(Collected data entries)
━━━━━━━━━━━━━━━━━━━━━━━━━━━━━━
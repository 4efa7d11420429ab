//! Edge-cut masks.
//!
//! ## Purpose
//!
//! An iso-surface cuts a cell edge exactly when the edge's two endpoints lie
//! on opposite sides of it. Given a 0/1 flag per vertex (1 = negative side),
//! XOR-ing together the incidence rows of the flagged vertices leaves a 1 on
//! precisely those edges with one flagged and one unflagged endpoint.
//!
//! ## Key concepts
//!
//! * **Flat mask**: [`xor_incidence`] produces one `ne`-long 0/1 row per cell
//!   for whole batches of cells.
//! * **Bit set**: [`EdgeMask`] holds one cell's cut edges as bits; the
//!   permutation walk consumes it edge by edge.
//!
//! ## Invariants
//!
//! * Vertex flags are 0 or 1.
//! * An [`EdgeMask`] never holds bits at or above [`MAX_EDGES`].

// Feature-gated imports
#[cfg(not(feature = "std"))]
use alloc::vec::Vec;

// External dependencies
use core::fmt::{Debug, Formatter, Result as FmtResult};

// Internal dependencies
use crate::primitives::errors::ArrayError;
use crate::topology::cells::{CellType, MAX_EDGES};

// ============================================================================
// Edge Mask
// ============================================================================

/// Set of edges of one cell.
#[derive(Clone, Copy, PartialEq, Eq, Hash, Default)]
pub struct EdgeMask(u16);

impl EdgeMask {
    /// The empty set.
    pub const EMPTY: EdgeMask = EdgeMask(0);

    /// Set of the edges whose entry in `flags` is non-zero.
    ///
    /// Entries past [`MAX_EDGES`] are ignored.
    pub fn from_flags(flags: &[i32]) -> Self {
        let bits = flags
            .iter()
            .take(MAX_EDGES)
            .enumerate()
            .filter(|&(_, &f)| f != 0)
            .fold(0u16, |acc, (e, _)| acc | (1 << e));
        Self(bits)
    }

    /// Raw bits, edge `e` at bit `e`.
    #[inline]
    pub fn bits(self) -> u16 {
        self.0
    }

    /// Whether `edge` is in the set.
    #[inline]
    pub fn contains(self, edge: usize) -> bool {
        edge < MAX_EDGES && self.0 & (1 << edge) != 0
    }

    /// Add `edge`.
    #[inline]
    pub fn insert(&mut self, edge: usize) {
        debug_assert!(edge < MAX_EDGES);
        self.0 |= 1 << edge;
    }

    /// Remove `edge`.
    #[inline]
    pub fn remove(&mut self, edge: usize) {
        debug_assert!(edge < MAX_EDGES);
        self.0 &= !(1 << edge);
    }

    /// Lowest edge in the set.
    #[inline]
    pub fn first(self) -> Option<usize> {
        if self.0 == 0 {
            None
        } else {
            Some(self.0.trailing_zeros() as usize)
        }
    }

    /// Number of edges in the set.
    #[inline]
    pub fn count(self) -> usize {
        self.0.count_ones() as usize
    }

    /// Whether the set is empty.
    #[inline]
    pub fn is_empty(self) -> bool {
        self.0 == 0
    }

    /// Drop every edge at or past `ne`.
    #[inline]
    pub fn truncate(&mut self, ne: usize) {
        if ne < MAX_EDGES {
            self.0 &= (1u16 << ne) - 1;
        }
    }

    /// Edges in ascending order.
    pub fn iter(self) -> impl Iterator<Item = usize> {
        (0..MAX_EDGES).filter(move |&e| self.contains(e))
    }

    /// The set as an `ne`-long 0/1 row.
    pub fn to_flags(self, ne: usize) -> Vec<i32> {
        (0..ne).map(|e| self.contains(e) as i32).collect()
    }
}

impl Debug for EdgeMask {
    fn fmt(&self, f: &mut Formatter<'_>) -> FmtResult {
        f.debug_set().entries(self.iter()).finish()
    }
}

// ============================================================================
// Mask Construction
// ============================================================================

/// XOR the incidence rows of flagged vertices, cell by cell.
///
/// `fs` is `ntotal x nv`, `node_edges` is `nv x ne`; the result is
/// `ntotal x ne`, flattened. Cells without vertices cut nothing.
pub fn xor_incidence(
    fs: &[i32],
    node_edges: &[i32],
    ntotal: usize,
    nv: usize,
    ne: usize,
) -> Vec<i32> {
    let mut mask = vec![0; ntotal * ne];
    if nv == 0 || ne == 0 {
        return mask;
    }

    for (flags, out) in fs.chunks_exact(nv).zip(mask.chunks_exact_mut(ne)) {
        for (v, _) in flags.iter().enumerate().filter(|&(_, &f)| f != 0) {
            let incidence = &node_edges[v * ne..(v + 1) * ne];
            for (m, &bit) in out.iter_mut().zip(incidence) {
                *m ^= bit;
            }
        }
    }

    mask
}

/// Edges of `cell` whose endpoints disagree in `below`.
///
/// `below[v]` is `true` when vertex `v` lies on the negative side; there must
/// be one flag per vertex.
pub fn cut_edges(cell: CellType, below: &[bool]) -> Result<EdgeMask, ArrayError> {
    if below.len() != cell.vertex_count() {
        return Err(ArrayError::LengthMismatch {
            operation: "cut_edges",
            expected: cell.vertex_count(),
            got: below.len(),
        });
    }

    let mut mask = EdgeMask::EMPTY;
    for edge in 0..cell.edge_count() {
        let (lo, hi) = cell.edge_vertices(edge);
        if below[lo] != below[hi] {
            mask.insert(edge);
        }
    }
    Ok(mask)
}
━━━━━━━━━━━━━━━━━━━━━━━━━━━━━━
* What is expected
Please restate, word for word, the lines of the entries that run from the first line through the one holding "batches of cells.", and add nothing.

* Solution for this task
repository 4efa7d11420429ab
//! Edge-cut masks.
//!
//! ## Purpose
//!
//! An iso-surface cuts a cell edge exactly when the edge's two endpoints lie
//! on opposite sides of it. Given a 0/1 flag per vertex (1 = negative side),
//! XOR-ing together the incidence rows of the flagged vertices leaves a 1 on
//! precisely those edges with one flagged and one unflagged endpoint.
//!
//! ## Key concepts
//!
//! * **Flat mask**: [`xor_incidence`] produces one `ne`-long 0/1 row per cell
//!   for whole batches of cells.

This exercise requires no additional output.